The Queensland-born singer performed for NRL boss Peter V’landys last month at Sony Music headquarters, before being booked for the gig. She played a number of tracks from her upcoming album, including her next single C’Mon which will be released before the grand final and form part of a medley of songs she will perform on the night.
Cricket Australia splash cash as broadcast rights fight takes a key turn
Cricket Australia is preparing to splash the cash on international stars to add box-office appeal to the Big Bash League as it emerged the sport’s governing body had taken a key step in its broadcast rights fight, reports Nine publishing’s Jon Pierik and Andrew Wu.
In a move that will address Channel Seven’s concerns over the quality of the Twenty20 league, foreign players could be offered more than $140,000 to take part in the eight-week tournament.

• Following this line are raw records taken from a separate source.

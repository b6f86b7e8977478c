//! Byte-at-a-time parser for inbound RPC command frames.
//!
//! The serial line is read one byte per call. The parser walks the frame
//! layout with an explicit state and keeps the payload in a single fixed
//! buffer:
//!
//! ```text
//! offset  0..6    7     8      9        10..10+N-1   last
//!         IMPROV  ver   type   N        payload      checksum
//!                       (=3)   cmd(9)
//! ```
//!
//! `N` covers the command byte plus the payload. The checksum is the sum of
//! every preceding byte modulo 256.
//!
//! Anything that is not a version-1 `RpcCommand` frame is dropped without a
//! reply. A frame left half-read for [`IDLE_TICK_LIMIT`] idle ticks is
//! discarded as well.

use crate::frame::{checksum, FrameType, HEADER, IDLE_TICK_LIMIT, PAYLOAD_CAPACITY, VERSION};
use tracing::{debug, trace};

/// Where the parser is inside a frame.
#[derive(Debug, Clone, Copy, PartialEq, Eq)]
pub enum ParseState {
    /// Matching the magic; `matched` bytes seen so far.
    WaitHeader { matched: usize },
    ReadVersion,
    ReadType,
    ReadLength,
    ReadCommandType,
    ReadPayload,
    VerifyChecksum,
}

/// Why a frame was dropped.
#[derive(Debug, Clone, Copy, PartialEq, Eq)]
pub enum RejectReason {
    Version(u8),
    FrameType(u8),
    /// Zero length, or a payload larger than the buffer.
    Length(u8),
}

/// A checksum-verified command, not yet interpreted.
#[derive(Debug, Clone, PartialEq, Eq)]
pub struct RawCommand {
    pub command: u8,
    pub data: Vec<u8>,
}

/// Outcome of feeding one byte.
#[derive(Debug, Clone, PartialEq, Eq)]
pub enum ParseEvent {
    /// Byte consumed, frame not complete.
    Pending,
    Frame(RawCommand),
    /// Complete frame whose checksum did not match. The caller answers with
    /// an error frame.
    ChecksumMismatch { computed: u8, received: u8 },
    /// Frame dropped silently.
    Rejected(RejectReason),
}

/// Streaming frame parser.
#[derive(Debug, Clone)]
pub struct FrameParser {
    state: ParseState,
    length: u8,
    command: u8,
    buffer: [u8; PAYLOAD_CAPACITY],
    filled: usize,
    idle_ticks: u16,
}

impl Default for FrameParser {
    fn default() -> Self {
        Self::new()
    }
}

impl FrameParser {
    pub fn new() -> Self {
        Self {
            state: ParseState::WaitHeader { matched: 0 },
            length: 0,
            command: 0,
            buffer: [0; PAYLOAD_CAPACITY],
            filled: 0,
            idle_ticks: 0,
        }
    }

    pub fn state(&self) -> ParseState {
        self.state
    }

    /// Whether a frame is partially read.
    pub fn in_frame(&self) -> bool {
        self.state != ParseState::WaitHeader { matched: 0 }
    }

    /// Drop any partial frame.
    pub fn reset(&mut self) {
        self.state = ParseState::WaitHeader { matched: 0 };
        self.length = 0;
        self.command = 0;
        self.filled = 0;
        self.idle_ticks = 0;
    }

    /// One idle polling tick with no byte available.
    ///
    /// Returns `true` when a partial frame was discarded.
    pub fn idle_tick(&mut self) -> bool {
        if !self.in_frame() {
            return false;
        }
        self.idle_ticks = self.idle_ticks.saturating_add(1);
        if self.idle_ticks >= IDLE_TICK_LIMIT {
            debug!(state = ?self.state, "Provisioning frame timed out");
            self.reset();
            return true;
        }
        false
    }

    /// Feed one byte.
    pub fn push(&mut self, byte: u8) -> ParseEvent {
        self.idle_ticks = 0;
        match self.state {
            ParseState::WaitHeader { matched } => {
                if byte == HEADER[matched] {
                    self.state = if matched + 1 == HEADER.len() {
                        ParseState::ReadVersion
                    } else {
                        ParseState::WaitHeader { matched: matched + 1 }
                    };
                } else if byte == HEADER[0] {
                    // A stray 'I' may start the real header
                    self.state = ParseState::WaitHeader { matched: 1 };
                } else {
                    self.state = ParseState::WaitHeader { matched: 0 };
                }
                ParseEvent::Pending
            }
            ParseState::ReadVersion => {
                if byte != VERSION {
                    return self.reject(RejectReason::Version(byte));
                }
                self.state = ParseState::ReadType;
                ParseEvent::Pending
            }
            ParseState::ReadType => {
                if byte != FrameType::RpcCommand as u8 {
                    return self.reject(RejectReason::FrameType(byte));
                }
                self.state = ParseState::ReadLength;
                ParseEvent::Pending
            }
            ParseState::ReadLength => {
                if byte == 0 || (byte as usize - 1) > PAYLOAD_CAPACITY {
                    return self.reject(RejectReason::Length(byte));
                }
                self.length = byte;
                self.state = ParseState::ReadCommandType;
                ParseEvent::Pending
            }
            ParseState::ReadCommandType => {
                self.command = byte;
                self.filled = 0;
                self.state = if self.payload_len() == 0 {
                    ParseState::VerifyChecksum
                } else {
                    ParseState::ReadPayload
                };
                ParseEvent::Pending
            }
            ParseState::ReadPayload => {
                self.buffer[self.filled] = byte;
                self.filled += 1;
                if self.filled == self.payload_len() {
                    self.state = ParseState::VerifyChecksum;
                }
                ParseEvent::Pending
            }
            ParseState::VerifyChecksum => {
                let computed = self.computed_checksum();
                let event = if computed == byte {
                    trace!(command = self.command, bytes = self.filled, "Provisioning frame received");
                    ParseEvent::Frame(RawCommand {
                        command: self.command,
                        data: self.buffer[..self.filled].to_vec(),
                    })
                } else {
                    debug!(computed, received = byte, "Provisioning frame checksum mismatch");
                    ParseEvent::ChecksumMismatch {
                        computed,
                        received: byte,
                    }
                };
                self.reset();
                event
            }
        }
    }

    fn payload_len(&self) -> usize {
        self.length.saturating_sub(1) as usize
    }

    fn computed_checksum(&self) -> u8 {
        let fixed = [VERSION, FrameType::RpcCommand as u8, self.length, self.command];
        checksum(HEADER)
            .wrapping_add(checksum(&fixed))
            .wrapping_add(checksum(&self.buffer[..self.filled]))
    }

    fn reject(&mut self, reason: RejectReason) -> ParseEvent {
        debug!(?reason, "Provisioning frame dropped");
        self.reset();
        ParseEvent::Rejected(reason)
    }
}

#[cfg(test)]
mod tests {
    use super::*;
    use crate::codec::{encode_rpc_command, encode_state, encode_wifi_settings};
    use crate::frame::{Command, DeviceState};
    use pretty_assertions::assert_eq;

    fn feed(parser: &mut FrameParser, bytes: &[u8]) -> Vec<ParseEvent> {
        bytes
            .iter()
            .map(|b| parser.push(*b))
            .filter(|e| *e != ParseEvent::Pending)
            .collect()
    }

    #[test]
    fn test_parse_wifi_settings() {
        let mut parser = FrameParser::new();
        let frame = encode_wifi_settings("test", "secret").unwrap();
        let events = feed(&mut parser, &frame);

        assert_eq!(events.len(), 1);
        match &events[0] {
            ParseEvent::Frame(raw) => {
                assert_eq!(raw.command, Command::WifiSettings as u8);
                assert_eq!(raw.data[0] as usize, raw.data.len() - 1);
            }
            other => panic!("expected frame, got {other:?}"),
        }
        assert!(!parser.in_frame());
    }

    #[test]
    fn test_command_without_payload() {
        let mut parser = FrameParser::new();
        let frame = encode_rpc_command(Command::RequestCurrentState, &[]).unwrap();
        let events = feed(&mut parser, &frame);
        assert_eq!(
            events,
            vec![ParseEvent::Frame(RawCommand {
                command: 0x02,
                data: vec![],
            })]
        );
    }

    #[test]
    fn test_noise_before_frame_is_skipped() {
        let mut parser = FrameParser::new();
        let mut bytes = b"boot log line\r\nIMPRIMP".to_vec();
        bytes.extend(encode_rpc_command(Command::RequestDeviceInfo, &[]).unwrap());
        let events = feed(&mut parser, &bytes);
        assert_eq!(events.len(), 1);
        assert!(matches!(&events[0], ParseEvent::Frame(raw) if raw.command == 0x03));
    }

    #[test]
    fn test_header_resync_on_repeated_i() {
        let mut parser = FrameParser::new();
        let mut bytes = b"II".to_vec();
        bytes.extend(encode_rpc_command(Command::RequestCurrentState, &[]).unwrap()[1..].iter());
        let events = feed(&mut parser, &bytes);
        assert_eq!(events.len(), 1);
    }

    #[test]
    fn test_checksum_mismatch_reported() {
        let mut parser = FrameParser::new();
        let mut frame = encode_wifi_settings("test", "").unwrap();
        let last = frame.len() - 1;
        frame[last] = frame[last].wrapping_add(1);
        let events = feed(&mut parser, &frame);
        assert!(matches!(events[..], [ParseEvent::ChecksumMismatch { .. }]));
        assert_eq!(parser.state(), ParseState::WaitHeader { matched: 0 });
    }

    #[test]
    fn test_outbound_frame_types_dropped() {
        let mut parser = FrameParser::new();
        let events = feed(&mut parser, &encode_state(DeviceState::Authorized));
        assert_eq!(
            events,
            vec![ParseEvent::Rejected(RejectReason::FrameType(0x01))]
        );
    }

    #[test]
    fn test_bad_version_dropped() {
        let mut parser = FrameParser::new();
        let events = feed(&mut parser, b"IMPROV\x02");
        assert_eq!(events, vec![ParseEvent::Rejected(RejectReason::Version(2))]);
    }

    #[test]
    fn test_oversized_length_dropped() {
        let mut parser = FrameParser::new();
        let events = feed(&mut parser, b"IMPROV\x01\x03\xC8");
        assert_eq!(events, vec![ParseEvent::Rejected(RejectReason::Length(200))]);

        let events = feed(&mut parser, b"IMPROV\x01\x03\x00");
        assert_eq!(events, vec![ParseEvent::Rejected(RejectReason::Length(0))]);
    }

    #[test]
    fn test_full_buffer_accepted() {
        let mut parser = FrameParser::new();
        let data = vec![0xAA; PAYLOAD_CAPACITY];
        let frame = encode_rpc_command(Command::WifiSettings, &data).unwrap();
        let events = feed(&mut parser, &frame);
        assert!(matches!(&events[..], [ParseEvent::Frame(raw)] if raw.data.len() == PAYLOAD_CAPACITY));
    }

    #[test]
    fn test_partial_frame_times_out() {
        let mut parser = FrameParser::new();
        feed(&mut parser, b"IMPROV\x01\x03\x05\x01");
        assert_eq!(parser.state(), ParseState::ReadPayload);

        for _ in 0..IDLE_TICK_LIMIT - 1 {
            assert!(!parser.idle_tick());
        }
        assert!(parser.idle_tick());
        assert!(!parser.in_frame());

        // Idle ticks outside a frame do nothing
        assert!(!parser.idle_tick());
    }

    #[test]
    fn test_byte_resets_idle_budget() {
        let mut parser = FrameParser::new();
        feed(&mut parser, b"IMP");
        for _ in 0..200 {
            parser.idle_tick();
        }
        parser.push(b'R');
        for _ in 0..200 {
            assert!(!parser.idle_tick());
        }
        assert_eq!(parser.state(), ParseState::WaitHeader { matched: 4 });
    }
}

BBL boss Alistair Dobson said on Thursday nothing had been confirmed as to how the competition would secure elite Australian talent.
“We haven’t put together any specific thoughts around how we’ll do that,” Dobson said.
The plan to pay a third international from what would effectively be a lucrative payment pool outside of the salary cap is still to be rubber-stamped by the Australian Cricketers’ Association, who have traditionally expressed concern to local money heading overseas, but CA has made its intentions clear.
The BBL schedule is yet to be released, but sources familiar with the subject say the event will start December 10 with a final on February 6 – before Australia are to leave for slated tours to South Africa and New Zealand.
GWS star Jeremy Cameron meets with key Giants and Seven’s James Warburton
In-demand GWS Giants forward Jeremy Cameron has met with club powerbrokers and the head of Channel 7 over lunch in Sydney as he weighs up his future, reports News Corp’s Jay Clark.
Cameron spent Wednesday afternoon with GWS chief executive Dave Matthews, Sydney-based Channel 7 chief executive James Warburton and newly-signed Giants’ forward coach Steve Johnson at top restaurant Rockpool.
Warburton left the lunch earlier than the others where Cameron’s future would have been on the menu.
Cameron, 27, is weighing up a big decision on his contract and has strong interest from Geelong and Collingwood.
But the Giants remain confident Cameron will remain at the club and in particular are excited about reuniting close mates Johnson and Cameron after a two-year stint as teammates in 2016-17.
Warburton’s presence is interesting as one of the most powerful figures in Australian television.
It is likely Warburton would have spoken with Cameron about where he wants to take his career and future opportunities in Sydney as arguably the second biggest name in the game in the Harbour City behind Lance Franklin.